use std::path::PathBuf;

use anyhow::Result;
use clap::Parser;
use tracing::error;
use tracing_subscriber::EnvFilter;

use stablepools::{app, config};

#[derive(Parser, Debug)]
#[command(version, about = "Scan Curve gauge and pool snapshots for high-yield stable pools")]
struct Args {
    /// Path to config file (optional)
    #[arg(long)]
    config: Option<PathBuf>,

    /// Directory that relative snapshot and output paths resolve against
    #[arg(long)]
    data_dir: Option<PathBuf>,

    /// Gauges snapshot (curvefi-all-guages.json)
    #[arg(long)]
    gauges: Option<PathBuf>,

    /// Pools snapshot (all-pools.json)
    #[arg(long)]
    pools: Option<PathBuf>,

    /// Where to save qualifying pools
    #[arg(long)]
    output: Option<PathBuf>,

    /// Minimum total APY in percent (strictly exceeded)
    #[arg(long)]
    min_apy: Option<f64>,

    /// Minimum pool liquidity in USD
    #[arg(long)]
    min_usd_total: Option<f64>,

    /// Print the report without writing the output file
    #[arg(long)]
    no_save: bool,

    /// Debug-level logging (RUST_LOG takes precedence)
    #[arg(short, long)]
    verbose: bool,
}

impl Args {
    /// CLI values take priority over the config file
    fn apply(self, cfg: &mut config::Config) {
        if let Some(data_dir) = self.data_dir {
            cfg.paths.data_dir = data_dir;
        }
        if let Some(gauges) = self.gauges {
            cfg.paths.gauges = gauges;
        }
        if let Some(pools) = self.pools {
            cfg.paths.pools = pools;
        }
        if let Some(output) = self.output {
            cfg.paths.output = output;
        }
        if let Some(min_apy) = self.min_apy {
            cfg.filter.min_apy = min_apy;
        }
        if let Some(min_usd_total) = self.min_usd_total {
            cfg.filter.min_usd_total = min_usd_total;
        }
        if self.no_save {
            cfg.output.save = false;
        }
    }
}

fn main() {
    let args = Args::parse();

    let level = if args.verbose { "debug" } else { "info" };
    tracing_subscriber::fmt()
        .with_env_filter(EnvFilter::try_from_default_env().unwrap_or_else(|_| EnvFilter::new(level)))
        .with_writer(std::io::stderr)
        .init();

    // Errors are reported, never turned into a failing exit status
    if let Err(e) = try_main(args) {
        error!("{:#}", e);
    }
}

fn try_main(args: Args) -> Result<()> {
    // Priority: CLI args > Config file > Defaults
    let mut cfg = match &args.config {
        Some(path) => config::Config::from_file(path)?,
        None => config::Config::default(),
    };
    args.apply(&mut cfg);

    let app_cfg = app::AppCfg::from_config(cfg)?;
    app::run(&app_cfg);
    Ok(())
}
---
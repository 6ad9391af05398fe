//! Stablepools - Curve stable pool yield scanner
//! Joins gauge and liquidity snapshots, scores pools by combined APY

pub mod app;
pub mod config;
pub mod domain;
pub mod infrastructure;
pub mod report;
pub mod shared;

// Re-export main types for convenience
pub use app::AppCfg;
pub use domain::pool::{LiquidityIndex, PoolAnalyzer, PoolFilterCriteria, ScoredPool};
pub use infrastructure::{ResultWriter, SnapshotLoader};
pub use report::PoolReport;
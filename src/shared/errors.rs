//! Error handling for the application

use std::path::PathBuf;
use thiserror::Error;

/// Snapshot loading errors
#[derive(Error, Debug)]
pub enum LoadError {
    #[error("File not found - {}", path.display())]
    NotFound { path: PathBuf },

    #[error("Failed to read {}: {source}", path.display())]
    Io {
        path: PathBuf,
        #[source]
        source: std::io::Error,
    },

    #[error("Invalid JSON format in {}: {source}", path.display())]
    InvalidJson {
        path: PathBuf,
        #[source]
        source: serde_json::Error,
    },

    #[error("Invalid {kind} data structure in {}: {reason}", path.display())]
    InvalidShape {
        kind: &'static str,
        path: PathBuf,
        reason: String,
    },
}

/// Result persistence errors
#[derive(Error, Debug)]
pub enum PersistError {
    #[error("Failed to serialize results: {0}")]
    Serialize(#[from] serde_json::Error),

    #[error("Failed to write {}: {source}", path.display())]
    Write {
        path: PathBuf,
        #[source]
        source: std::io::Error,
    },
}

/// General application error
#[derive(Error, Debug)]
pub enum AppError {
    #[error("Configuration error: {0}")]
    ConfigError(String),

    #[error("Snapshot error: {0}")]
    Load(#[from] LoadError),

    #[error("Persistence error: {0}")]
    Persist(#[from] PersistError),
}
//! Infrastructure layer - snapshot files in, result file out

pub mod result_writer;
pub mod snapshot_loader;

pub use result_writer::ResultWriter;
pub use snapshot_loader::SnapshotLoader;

» **What you need to do**
Lines of the listing above that contain the word "paths" must all be copied.

» **Task response**
    /// Directory that relative snapshot and output paths resolve against
            cfg.paths.data_dir = data_dir;
            cfg.paths.gauges = gauges;
            cfg.paths.pools = pools;
            cfg.paths.output = output;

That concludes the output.